16. The Applicant further avers that the intended prosecution is intended to settle a civil dispute pending before a competent superior court and as thus an affront to the administration of justice. That unless the orders sought are granted, he is likely to be charged, which would be an abuse of the court process.

17. The Applicant further states that despite service of the Application, the Respondents and Interested party have not filed any response.

18. When the matter came up for directions, on the ex parte application for leave to file the application, I granted leave but did not grant any stay orders as sought then.

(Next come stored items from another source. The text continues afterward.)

//! Option declarations and capability sets advertised to the host

use std::collections::{BTreeMap, BTreeSet};

use serde::{Deserialize, Serialize};

/// Value type of a declared option
#[derive(Clone, Copy, Debug, Deserialize, Serialize, PartialEq, Eq)]
#[serde(rename_all = "camelCase")]
pub enum FlagType {
    /// Plain string
    String,
    /// List of strings
    StringSlice,
    /// Optional boolean (unset is meaningful)
    BoolPointer,
}

/// Default value of a declared option
#[derive(Clone, Debug, Deserialize, Serialize, PartialEq, Eq)]
#[serde(rename_all = "camelCase")]
pub enum FlagDefault {
    /// Default for a string flag
    String(String),
    /// Default for a string list flag
    StringSlice(Vec<String>),
}

/// Declaration of one option
#[derive(Clone, Debug, Deserialize, Serialize, PartialEq, Eq)]
pub struct Flag {
    /// Value type
    #[serde(rename = "type")]
    pub flag_type: FlagType,
    /// Help text
    pub usage: String,
    /// Default applied by the host when the option is omitted
    #[serde(default, skip_serializing_if = "Option::is_none")]
    pub default: Option<FlagDefault>,
}

impl Flag {
    fn new(flag_type: FlagType, usage: &str) -> Self {
        Self {
            flag_type,
            usage: usage.to_string(),
            default: None,
        }
    }

    fn with_default(mut self, default: FlagDefault) -> Self {
        self.default = Some(default);
        self
    }
}

/// Set of declared options keyed by option name
#[derive(Clone, Debug, Default, Deserialize, Serialize, PartialEq, Eq)]
pub struct DriverFlags {
    /// Declared options
    pub options: BTreeMap<String, Flag>,
}

impl DriverFlags {
    fn flag(mut self, name: &str, flag: Flag) -> Self {
        self.options.insert(name.to_string(), flag);
        self
    }
}

const TAGS_USAGE: &str = "The list of tags applied to the cluster";
const NODE_POOLS_USAGE: &str = "The list of node pools created for the cluster, as <type>=<count>";
const HA_USAGE: &str = "If enabled, this cluster will be a high availability cluster";

/// Options accepted on create
pub fn create_flags() -> DriverFlags {
    DriverFlags::default()
        .flag(
            "access-token",
            Flag::new(FlagType::String, "Linode api access token"),
        )
        .flag(
            "name",
            Flag::new(FlagType::String, "the internal name of the cluster in Rancher"),
        )
        .flag(
            "label",
            Flag::new(FlagType::String, "the label of the cluster in Linode"),
        )
        .flag(
            "description",
            Flag::new(FlagType::String, "An optional description of this cluster"),
        )
        .flag(
            "region",
            Flag::new(FlagType::String, "The region to launch the cluster")
                .with_default(FlagDefault::String("us-central1-a".to_string())),
        )
        .flag("tags", Flag::new(FlagType::StringSlice, TAGS_USAGE))
        .flag(
            "kubernetes-version",
            Flag::new(FlagType::String, "The kubernetes version"),
        )
        .flag("node-pools", Flag::new(FlagType::StringSlice, NODE_POOLS_USAGE))
        .flag("high-availability", Flag::new(FlagType::BoolPointer, HA_USAGE))
}

/// Options accepted on update
pub fn update_flags() -> DriverFlags {
    DriverFlags::default()
        .flag(
            "tags",
            Flag::new(FlagType::StringSlice, TAGS_USAGE)
                .with_default(FlagDefault::StringSlice(Vec::new())),
        )
        .flag("node-pools", Flag::new(FlagType::StringSlice, NODE_POOLS_USAGE))
        .flag("high-availability", Flag::new(FlagType::BoolPointer, HA_USAGE))
}

/// Optional driver operations
#[derive(Clone, Copy, Debug, Deserialize, Serialize, PartialEq, Eq, PartialOrd, Ord)]
#[serde(rename_all = "kebab-case")]
pub enum Capability {
    /// `get_version` is implemented
    GetVersion,
    /// `set_version` is accepted
    SetVersion,
    /// `get_cluster_size` is implemented
    GetClusterSize,
    /// `set_cluster_size` is implemented
    SetClusterSize,
}

/// Capability set advertised by this driver
#[derive(Clone, Debug, Deserialize, Serialize, PartialEq, Eq)]
pub struct Capabilities {
    /// Supported optional operations
    pub capabilities: BTreeSet<Capability>,
}

impl Capabilities {
    /// Whether the capability is advertised
    pub fn has(&self, capability: Capability) -> bool {
        self.capabilities.contains(&capability)
    }
}

impl Default for Capabilities {
    fn default() -> Self {
        Self {
            capabilities: [
                Capability::GetVersion,
                Capability::SetVersion,
                Capability::GetClusterSize,
                Capability::SetClusterSize,
            ]
            .into_iter()
            .collect(),
        }
    }
}

/// L4 load balancer support of provisioned clusters
#[derive(Clone, Debug, Deserialize, Serialize, PartialEq, Eq)]
#[serde(rename_all = "camelCase")]
pub struct LoadBalancerCapabilities {
    /// Load balancers are available
    pub enabled: bool,
    /// Backing product
    pub provider: String,
    /// Supported protocols
    pub protocols_supported: Vec<String>,
    /// Health checks can be configured
    pub health_check_supported: bool,
}

/// Kubernetes features provisioned clusters offer
#[derive(Clone, Debug, Deserialize, Serialize, PartialEq, Eq)]
#[serde(rename_all = "camelCase")]
pub struct K8sCapabilities {
    /// L4 load balancer support
    pub l4_load_balancer: LoadBalancerCapabilities,
}

impl Default for K8sCapabilities {
    fn default() -> Self {
        Self {
            l4_load_balancer: LoadBalancerCapabilities {
                enabled: true,
                provider: "NodeBalancer".to_string(),
                protocols_supported: vec!["TCP".to_string(), "UDP".to_string()],
                health_check_supported: true,
            },
        }
    }
}

#[cfg(test)]
mod tests {
    use super::*;
    use crate::options::keys;

    #[test]
    fn create_flags_declare_every_recognized_key() {
        let flags = create_flags();
        for key in [
            keys::ACCESS_TOKEN,
            keys::NAME,
            keys::LABEL,
            keys::DESCRIPTION,
            keys::REGION,
            keys::KUBERNETES_VERSION,
            keys::TAGS,
            keys::NODE_POOLS,
            keys::HIGH_AVAILABILITY,
        ] {
            assert!(flags.options.contains_key(key[0]), "missing {}", key[0]);
        }
        assert_eq!(
            flags.options["region"].default,
            Some(FlagDefault::String("us-central1-a".to_string()))
        );
        assert_eq!(
            flags.options["high-availability"].flag_type,
            FlagType::BoolPointer
        );
    }

    #[test]
    fn update_flags_default_tags_to_empty() {
        let flags = update_flags();
        assert_eq!(flags.options.len(), 3);
        assert_eq!(
            flags.options["tags"].default,
            Some(FlagDefault::StringSlice(vec![]))
        );
        assert!(!flags.options.contains_key("access-token"));
    }

    #[test]
    fn capabilities_cover_version_and_size() {
        let caps = Capabilities::default();
        assert!(caps.has(Capability::GetVersion));
        assert!(caps.has(Capability::SetClusterSize));
        let json = serde_json::to_value(&caps).unwrap();
        assert_eq!(json["capabilities"][0], "get-version");
    }
}
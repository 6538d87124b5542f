//! Duplex channel between the mini-app and its host shell.

use std::sync::{Arc, Mutex};

use serde_json::Value;
use shared::protocol::{Envelope, HostEvent, HostEventName, HostMethod};
use tracing::{debug, error, warn};

use crate::{
    events::{Event, Handler, HandlerId, Publisher},
    lock,
};

/// Physical delivery of host-bound messages. Implementations must not block.
pub trait Transport: Send + Sync {
    fn send(&self, event_type: &str, event_data: Option<Value>);
}

impl Event for HostEvent {
    type Kind = HostEventName;

    fn kind(&self) -> HostEventName {
        self.name()
    }
}

pub struct EventBridge {
    transport: Arc<dyn Transport>,
    inbound: Publisher<HostEvent>,
}

impl EventBridge {
    pub fn new(transport: Arc<dyn Transport>) -> Self {
        Self {
            transport,
            inbound: Publisher::new(),
        }
    }

    pub fn post(&self, method: &HostMethod) {
        match method.to_envelope() {
            Ok(envelope) => {
                debug!(event = %envelope.event_type, "posting to host");
                self.transport
                    .send(&envelope.event_type, envelope.event_data);
            }
            Err(err) => error!(?method, "failed to encode host method: {err}"),
        }
    }

    pub fn on<F>(&self, name: HostEventName, handler: F) -> HandlerId
    where
        F: Fn(&HostEvent) + Send + Sync + 'static,
    {
        self.inbound.on(name, handler)
    }

    pub fn off(&self, name: HostEventName, id: HandlerId) -> bool {
        self.inbound.off(name, id)
    }

    /// Entry point for the transport when the host pushes an event. Never
    /// fails: undecodable events are logged and dropped.
    pub fn dispatch(&self, name: &str, payload: Value) {
        match HostEvent::decode(name, payload) {
            Ok(event) => self.dispatch_event(&event),
            Err(err) => warn!(event = name, "dropping host event: {err}"),
        }
    }

    pub fn dispatch_event(&self, event: &HostEvent) {
        debug!(event = %event.name(), "host event received");
        self.call_event_callbacks(event.name(), |handler| handler(event));
    }

    /// Raw `{"eventType", "eventData"}` message from the transport.
    pub fn receive_message(&self, raw: &str) {
        match HostEvent::from_envelope(raw) {
            Ok(event) => self.dispatch_event(&event),
            Err(err) => warn!("dropping host message: {err}"),
        }
    }

    pub fn call_event_callbacks<A>(&self, name: HostEventName, adapt: A)
    where
        A: FnMut(&Handler<HostEvent>),
    {
        self.inbound.call_each(name, adapt);
    }

    pub fn handler_count(&self, name: HostEventName) -> usize {
        self.inbound.handler_count(name)
    }
}

/// Transport that keeps every posted message in memory.
#[derive(Default)]
pub struct RecordingTransport {
    sent: Mutex<Vec<Envelope>>,
}

impl RecordingTransport {
    pub fn new() -> Arc<Self> {
        Arc::new(Self::default())
    }

    pub fn sent(&self) -> Vec<Envelope> {
        lock(&self.sent).clone()
    }

    pub fn sent_names(&self) -> Vec<String> {
        lock(&self.sent)
            .iter()
            .map(|envelope| envelope.event_type.clone())
            .collect()
    }

    pub fn last(&self) -> Option<Envelope> {
        lock(&self.sent).last().cloned()
    }

    pub fn take(&self) -> Vec<Envelope> {
        std::mem::take(&mut *lock(&self.sent))
    }
}

impl Transport for RecordingTransport {
    fn send(&self, event_type: &str, event_data: Option<Value>) {
        lock(&self.sent).push(Envelope {
            event_type: event_type.to_string(),
            event_data,
        });
    }
}

#[cfg(test)]
#[path = "tests/bridge_tests.rs"]
mod tests;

19. The Applicant then filed the Application dated 9th October, 2023 in which he sought orders that the grant of leave issued on 18th August 2023 to operate as a stay of the decision of the DPP dated 22nd March 2023 and all subsequent decisions regarding to the Applicant’s occupation of the suit property. The applicant stated after serving the application and while this matter was pending, officers from the 1st Respondent arrested him and directed that he appears in court. The court duly granted the orders sought.

20. None of the Respondents and the interested party filed any response despite service of the applications in question. The Court directed the Applicant to proceed to file his submissions which I summarise as hereunder.

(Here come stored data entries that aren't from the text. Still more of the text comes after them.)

use std::collections::HashMap;

use uuid::Uuid;

/// Correlates an outbound host request with the response that will arrive
/// later. Entries whose response never comes are kept until removed.
#[derive(Debug)]
pub struct PendingRequestRegistry<V> {
    entries: HashMap<String, V>,
}

impl<V> Default for PendingRequestRegistry<V> {
    fn default() -> Self {
        Self {
            entries: HashMap::new(),
        }
    }
}

impl<V> PendingRequestRegistry<V> {
    pub fn new() -> Self {
        Self::default()
    }

    /// Fresh id that no outstanding entry uses. Does not reserve it.
    pub fn create(&self) -> String {
        loop {
            let id = Uuid::new_v4().simple().to_string();
            if !self.entries.contains_key(&id) {
                return id;
            }
        }
    }

    pub fn set(&mut self, id: impl Into<String>, value: V) {
        self.entries.insert(id.into(), value);
    }

    pub fn has(&self, id: &str) -> bool {
        self.entries.contains_key(id)
    }

    pub fn get(&self, id: &str) -> Option<&V> {
        self.entries.get(id)
    }

    pub fn remove(&mut self, id: &str) -> Option<V> {
        self.entries.remove(id)
    }

    pub fn len(&self) -> usize {
        self.entries.len()
    }

    pub fn is_empty(&self) -> bool {
        self.entries.is_empty()
    }
}

#[cfg(test)]
#[path = "tests/pending_tests.rs"]
mod tests;
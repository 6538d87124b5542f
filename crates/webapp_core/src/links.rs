use shared::error::BridgeError;
use url::Url;

pub const TELEGRAM_HOST: &str = "t.me";

/// Absolute `http`/`https` link suitable for `web_app_open_link`.
pub fn validate_link(raw: &str) -> Result<Url, BridgeError> {
    let url = Url::parse(raw.trim())
        .map_err(|err| BridgeError::url_invalid(format!("'{raw}' is not a valid url: {err}")))?;
    match url.scheme() {
        "http" | "https" => Ok(url),
        scheme => Err(BridgeError::url_invalid(format!(
            "unsupported url scheme '{scheme}' in '{raw}'"
        ))),
    }
}

/// Path plus query of a `t.me` link, as expected by `web_app_open_tg_link`.
pub fn telegram_link_path(raw: &str) -> Result<String, BridgeError> {
    let url = validate_link(raw)?;
    if url.host_str() != Some(TELEGRAM_HOST) {
        return Err(BridgeError::url_invalid(format!(
            "'{raw}' is not a {TELEGRAM_HOST} link"
        )));
    }

    let mut path_full = url.path().to_string();
    if let Some(query) = url.query() {
        path_full.push('?');
        path_full.push_str(query);
    }
    Ok(path_full)
}

/// Accepts `https://t.me/$<slug>` and `https://t.me/invoice/<slug>`.
pub fn invoice_slug(raw: &str) -> Result<String, BridgeError> {
    let invalid = || BridgeError::url_invalid(format!("'{raw}' is not an invoice link"));

    let url = validate_link(raw)?;
    if url.scheme() != "https" || url.host_str() != Some(TELEGRAM_HOST) {
        return Err(invalid());
    }

    let path = url.path();
    let slug = path
        .strip_prefix("/$")
        .or_else(|| path.strip_prefix("/invoice/"))
        .ok_or_else(invalid)?;

    let valid = !slug.is_empty()
        && slug
            .chars()
            .all(|ch| ch.is_ascii_alphanumeric() || matches!(ch, '_' | '=' | '-'));
    if !valid {
        return Err(invalid());
    }
    Ok(slug.to_string())
}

21. The Applicant submitted that the issues that fell for determination were first, whether the orders of certoriari and prohibition ought to issue as prayed and second, who should bear the costs of the Application. The Applicant referred the court to the provisions of Article 157 of the Constitution, which creates the office of the Director of Public Prosecutions and sets out his duties and powers.

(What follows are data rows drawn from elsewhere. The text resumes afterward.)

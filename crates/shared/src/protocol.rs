use std::{collections::BTreeMap, fmt, str::FromStr};

use serde::{de::DeserializeOwned, Deserialize, Deserializer, Serialize};
use serde_json::Value;
use thiserror::Error;

use crate::domain::{
    HapticImpactStyle, HapticNotificationType, HeaderColorKey, InlineChatType, PopupButtonKind,
};

/// Wire envelope shared by both directions of the channel.
#[derive(Debug, Clone, PartialEq, Serialize, Deserialize)]
pub struct Envelope {
    #[serde(rename = "eventType")]
    pub event_type: String,
    #[serde(rename = "eventData", default, skip_serializing_if = "Option::is_none")]
    pub event_data: Option<Value>,
}

#[derive(Debug, Clone, PartialEq, Eq, Serialize, Deserialize)]
pub struct PopupButton {
    pub id: String,
    #[serde(rename = "type")]
    pub kind: PopupButtonKind,
    #[serde(default, skip_serializing_if = "Option::is_none")]
    pub text: Option<String>,
}

#[derive(Debug, Clone, PartialEq, Eq, Serialize, Deserialize)]
pub struct PopupParams {
    #[serde(default, skip_serializing_if = "Option::is_none")]
    pub title: Option<String>,
    pub message: String,
    pub buttons: Vec<PopupButton>,
}

#[derive(Debug, Clone, PartialEq, Eq, Default, Serialize)]
pub struct MainButtonSetup {
    pub is_visible: bool,
    #[serde(skip_serializing_if = "Option::is_none")]
    pub is_active: Option<bool>,
    #[serde(skip_serializing_if = "Option::is_none")]
    pub is_progress_visible: Option<bool>,
    #[serde(skip_serializing_if = "Option::is_none")]
    pub text: Option<String>,
    #[serde(skip_serializing_if = "Option::is_none")]
    pub color: Option<String>,
    #[serde(skip_serializing_if = "Option::is_none")]
    pub text_color: Option<String>,
    #[serde(skip_serializing_if = "Option::is_none")]
    pub has_shine_effect: Option<bool>,
}

#[derive(Debug, Clone, PartialEq, Eq, Serialize)]
pub struct HeaderColorSetup {
    #[serde(skip_serializing_if = "Option::is_none")]
    pub color_key: Option<HeaderColorKey>,
    #[serde(skip_serializing_if = "Option::is_none")]
    pub color: Option<String>,
}

#[derive(Debug, Clone, Copy, PartialEq, Eq, Serialize)]
#[serde(tag = "type", rename_all = "snake_case")]
pub enum HapticFeedbackPayload {
    Impact {
        impact_style: HapticImpactStyle,
    },
    Notification {
        notification_type: HapticNotificationType,
    },
    SelectionChange,
}

/// Host-bound methods. Serializes to the `{eventType, eventData}` envelope.
#[derive(Debug, Clone, PartialEq, Serialize)]
#[serde(tag = "eventType", content = "eventData", rename_all = "snake_case")]
pub enum HostMethod {
    WebAppDataSend {
        data: String,
    },
    WebAppOpenLink {
        url: String,
        try_instant_view: bool,
    },
    WebAppOpenTgLink {
        path_full: String,
    },
    WebAppOpenInvoice {
        slug: String,
    },
    WebAppReadTextFromClipboard {
        req_id: String,
    },
    WebAppSetupMainButton(MainButtonSetup),
    WebAppSetupBackButton {
        is_visible: bool,
    },
    WebAppSetupSettingsButton {
        is_visible: bool,
    },
    WebAppSetBackgroundColor {
        color: String,
    },
    WebAppSetHeaderColor(HeaderColorSetup),
    WebAppSetupClosingBehavior {
        need_confirmation: bool,
    },
    WebAppOpenPopup(PopupParams),
    WebAppSwitchInlineQuery {
        query: String,
        chat_types: Vec<InlineChatType>,
    },
    WebAppOpenScanQrPopup {
        #[serde(skip_serializing_if = "Option::is_none")]
        text: Option<String>,
    },
    WebAppCloseScanQrPopup,
    WebAppTriggerHapticFeedback(HapticFeedbackPayload),
    WebAppReady,
    WebAppExpand,
    WebAppClose,
    WebAppRequestTheme,
    WebAppRequestViewport,
}

impl HostMethod {
    pub fn to_envelope(&self) -> serde_json::Result<Envelope> {
        serde_json::from_value(serde_json::to_value(self)?)
    }
}

#[derive(Debug, Error)]
pub enum DecodeError {
    #[error("unknown host event '{0}'")]
    UnknownEvent(String),
    #[error("malformed payload for {event}: {source}")]
    MalformedPayload {
        event: HostEventName,
        #[source]
        source: serde_json::Error,
    },
    #[error("malformed envelope: {0}")]
    MalformedEnvelope(#[source] serde_json::Error),
}

#[derive(Debug, Clone, Copy, PartialEq, Eq, Hash)]
pub enum HostEventName {
    ThemeChanged,
    ViewportChanged,
    InvoiceClosed,
    PopupClosed,
    QrTextReceived,
    ScanQrPopupClosed,
    ClipboardTextReceived,
    MainButtonPressed,
    BackButtonPressed,
    SettingsButtonPressed,
}

impl HostEventName {
    pub fn as_str(self) -> &'static str {
        match self {
            HostEventName::ThemeChanged => "theme_changed",
            HostEventName::ViewportChanged => "viewport_changed",
            HostEventName::InvoiceClosed => "invoice_closed",
            HostEventName::PopupClosed => "popup_closed",
            HostEventName::QrTextReceived => "qr_text_received",
            HostEventName::ScanQrPopupClosed => "scan_qr_popup_closed",
            HostEventName::ClipboardTextReceived => "clipboard_text_received",
            HostEventName::MainButtonPressed => "main_button_pressed",
            HostEventName::BackButtonPressed => "back_button_pressed",
            HostEventName::SettingsButtonPressed => "settings_button_pressed",
        }
    }
}

impl FromStr for HostEventName {
    type Err = DecodeError;

    fn from_str(raw: &str) -> Result<Self, Self::Err> {
        let name = match raw {
            "theme_changed" => HostEventName::ThemeChanged,
            "viewport_changed" => HostEventName::ViewportChanged,
            "invoice_closed" => HostEventName::InvoiceClosed,
            "popup_closed" => HostEventName::PopupClosed,
            "qr_text_received" => HostEventName::QrTextReceived,
            "scan_qr_popup_closed" => HostEventName::ScanQrPopupClosed,
            "clipboard_text_received" => HostEventName::ClipboardTextReceived,
            "main_button_pressed" => HostEventName::MainButtonPressed,
            "back_button_pressed" => HostEventName::BackButtonPressed,
            "settings_button_pressed" => HostEventName::SettingsButtonPressed,
            other => return Err(DecodeError::UnknownEvent(other.to_string())),
        };
        Ok(name)
    }
}

impl fmt::Display for HostEventName {
    fn fmt(&self, f: &mut fmt::Formatter<'_>) -> fmt::Result {
        f.write_str(self.as_str())
    }
}

#[derive(Debug, Clone, PartialEq, Eq, Default, Deserialize)]
pub struct ThemeChanged {
    #[serde(default, deserialize_with = "string_entries")]
    pub theme_params: BTreeMap<String, String>,
}

/// Keeps the string-valued entries of a JSON object; other values are
/// skipped so one bad entry does not reject the whole map.
fn string_entries<'de, D>(deserializer: D) -> Result<BTreeMap<String, String>, D::Error>
where
    D: Deserializer<'de>,
{
    let raw = Option::<BTreeMap<String, Value>>::deserialize(deserializer)?;
    Ok(raw
        .unwrap_or_default()
        .into_iter()
        .filter_map(|(key, value)| match value {
            Value::String(text) => Some((key, text)),
            _ => None,
        })
        .collect())
}

#[derive(Debug, Clone, PartialEq, Default, Deserialize)]
pub struct ViewportChanged {
    #[serde(default)]
    pub height: Option<f64>,
    #[serde(default)]
    pub is_state_stable: bool,
}

#[derive(Debug, Clone, PartialEq, Eq, Deserialize)]
pub struct InvoiceClosed {
    pub slug: String,
    pub status: String,
}

#[derive(Debug, Clone, PartialEq, Eq, Default, Deserialize)]
pub struct PopupClosed {
    #[serde(default)]
    pub button_id: Option<String>,
}

#[derive(Debug, Clone, PartialEq, Eq, Default, Deserialize)]
pub struct QrTextReceived {
    #[serde(default)]
    pub data: Option<String>,
}

#[derive(Debug, Clone, PartialEq, Eq, Deserialize)]
pub struct ClipboardTextReceived {
    pub req_id: String,
    #[serde(default)]
    pub data: Option<String>,
}

/// Host-origin events, decoded from `(name, payload)` at the dispatch boundary.
#[derive(Debug, Clone, PartialEq)]
pub enum HostEvent {
    ThemeChanged(ThemeChanged),
    ViewportChanged(ViewportChanged),
    InvoiceClosed(InvoiceClosed),
    PopupClosed(PopupClosed),
    QrTextReceived(QrTextReceived),
    ScanQrPopupClosed,
    ClipboardTextReceived(ClipboardTextReceived),
    MainButtonPressed,
    BackButtonPressed,
    SettingsButtonPressed,
}

impl HostEvent {
    pub fn name(&self) -> HostEventName {
        match self {
            HostEvent::ThemeChanged(_) => HostEventName::ThemeChanged,
            HostEvent::ViewportChanged(_) => HostEventName::ViewportChanged,
            HostEvent::InvoiceClosed(_) => HostEventName::InvoiceClosed,
            HostEvent::PopupClosed(_) => HostEventName::PopupClosed,
            HostEvent::QrTextReceived(_) => HostEventName::QrTextReceived,
            HostEvent::ScanQrPopupClosed => HostEventName::ScanQrPopupClosed,
            HostEvent::ClipboardTextReceived(_) => HostEventName::ClipboardTextReceived,
            HostEvent::MainButtonPressed => HostEventName::MainButtonPressed,
            HostEvent::BackButtonPressed => HostEventName::BackButtonPressed,
            HostEvent::SettingsButtonPressed => HostEventName::SettingsButtonPressed,
        }
    }

    pub fn decode(name: &str, payload: Value) -> Result<Self, DecodeError> {
        let name = name.parse::<HostEventName>()?;
        let event = match name {
            HostEventName::ThemeChanged => HostEvent::ThemeChanged(decode_payload(name, payload)?),
            HostEventName::ViewportChanged => {
                HostEvent::ViewportChanged(decode_payload(name, payload)?)
            }
            HostEventName::InvoiceClosed => {
                HostEvent::InvoiceClosed(decode_payload(name, payload)?)
            }
            HostEventName::PopupClosed => HostEvent::PopupClosed(decode_payload(name, payload)?),
            HostEventName::QrTextReceived => {
                HostEvent::QrTextReceived(decode_payload(name, payload)?)
            }
            HostEventName::ScanQrPopupClosed => HostEvent::ScanQrPopupClosed,
            HostEventName::ClipboardTextReceived => {
                HostEvent::ClipboardTextReceived(decode_payload(name, payload)?)
            }
            HostEventName::MainButtonPressed => HostEvent::MainButtonPressed,
            HostEventName::BackButtonPressed => HostEvent::BackButtonPressed,
            HostEventName::SettingsButtonPressed => HostEvent::SettingsButtonPressed,
        };
        Ok(event)
    }

    pub fn from_envelope(raw: &str) -> Result<Self, DecodeError> {
        let envelope: Envelope =
            serde_json::from_str(raw).map_err(DecodeError::MalformedEnvelope)?;
        Self::decode(
            &envelope.event_type,
            envelope.event_data.unwrap_or(Value::Null),
        )
    }
}

fn decode_payload<T: DeserializeOwned>(event: HostEventName, payload: Value) -> Result<T, DecodeError> {
    let payload = match payload {
        Value::Null => Value::Object(Default::default()),
        other => other,
    };
    serde_json::from_value(payload).map_err(|source| DecodeError::MalformedPayload { event, source })
}

#[cfg(test)]
#[path = "tests/protocol_tests.rs"]
mod tests;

22. The Applicant further referred the court to the decision in Republic vs Director of Public Prosecutions and 2 Others, Evanson Muriuki Kariuki, Exparte James M. Kahumbura [2019] eKLR where the court expressed itself on the purport of Article 157 of the Constitution. Also cited was Rosemary Wanja Mwagiru & 2 Others vs Attorney General & 3 Others [2013] eKLR where the court dealt with the use of criminal proceedings in a civil dispute.

23. The Applicant submits that whereas the 2nd interested party has the powers to prosecute any matter, the same must be within the four corners of the law cited above.

24. The Applicant submits further that it apparent that the Interested Party was unhappy that he had been restrained from interfering with the Applicants occupation of the suit land and he resorted to complaining to the 2nd Respondent, who then directed that the Applicant be charged. That the 2nd Respondent acted in bad faith and acted on flimsy evidence.

25. The Applicant submits that he has demonstrated that the intended prosecution is aimed at achieving a collateral purpose of exerting pressure on him to abandon his legitimate claim in the pending suits described hereinabove. He thus seeks the orders as sought.

26. On costs, the Applicant submits that the same be borne by the Respondent and the Interested Party. He relied on the case Jasbir Singh Rai and 3 Others vs Tarlachan Singh Rai & 4 others [2014] eKLR.

Analysis and Determination 27. The Respondents and the Interested Party did not file any response(s). This is despite service of the substantive application, confirmed by the filed Affidavit of Service.

28. Therefore, this Application is unopposed.

29. Despite there being no responses, the court must be satisfied that the Application meets the threshold of the requirement of proof in order to have the orders granted.

30. That said, I find that the issues for determination to be as follows;(a)Whether there is sufficient material before the court to warrant the grant of the orders of certoriari and prohibition.(b)Who bears the costs of this Application.

31. It is the Applicant’s case that the decision by the 2nd Respondent to have him charged was not made in good faith since there are subsisting orders of maintenance of the status quo in the fours suits mentioned above.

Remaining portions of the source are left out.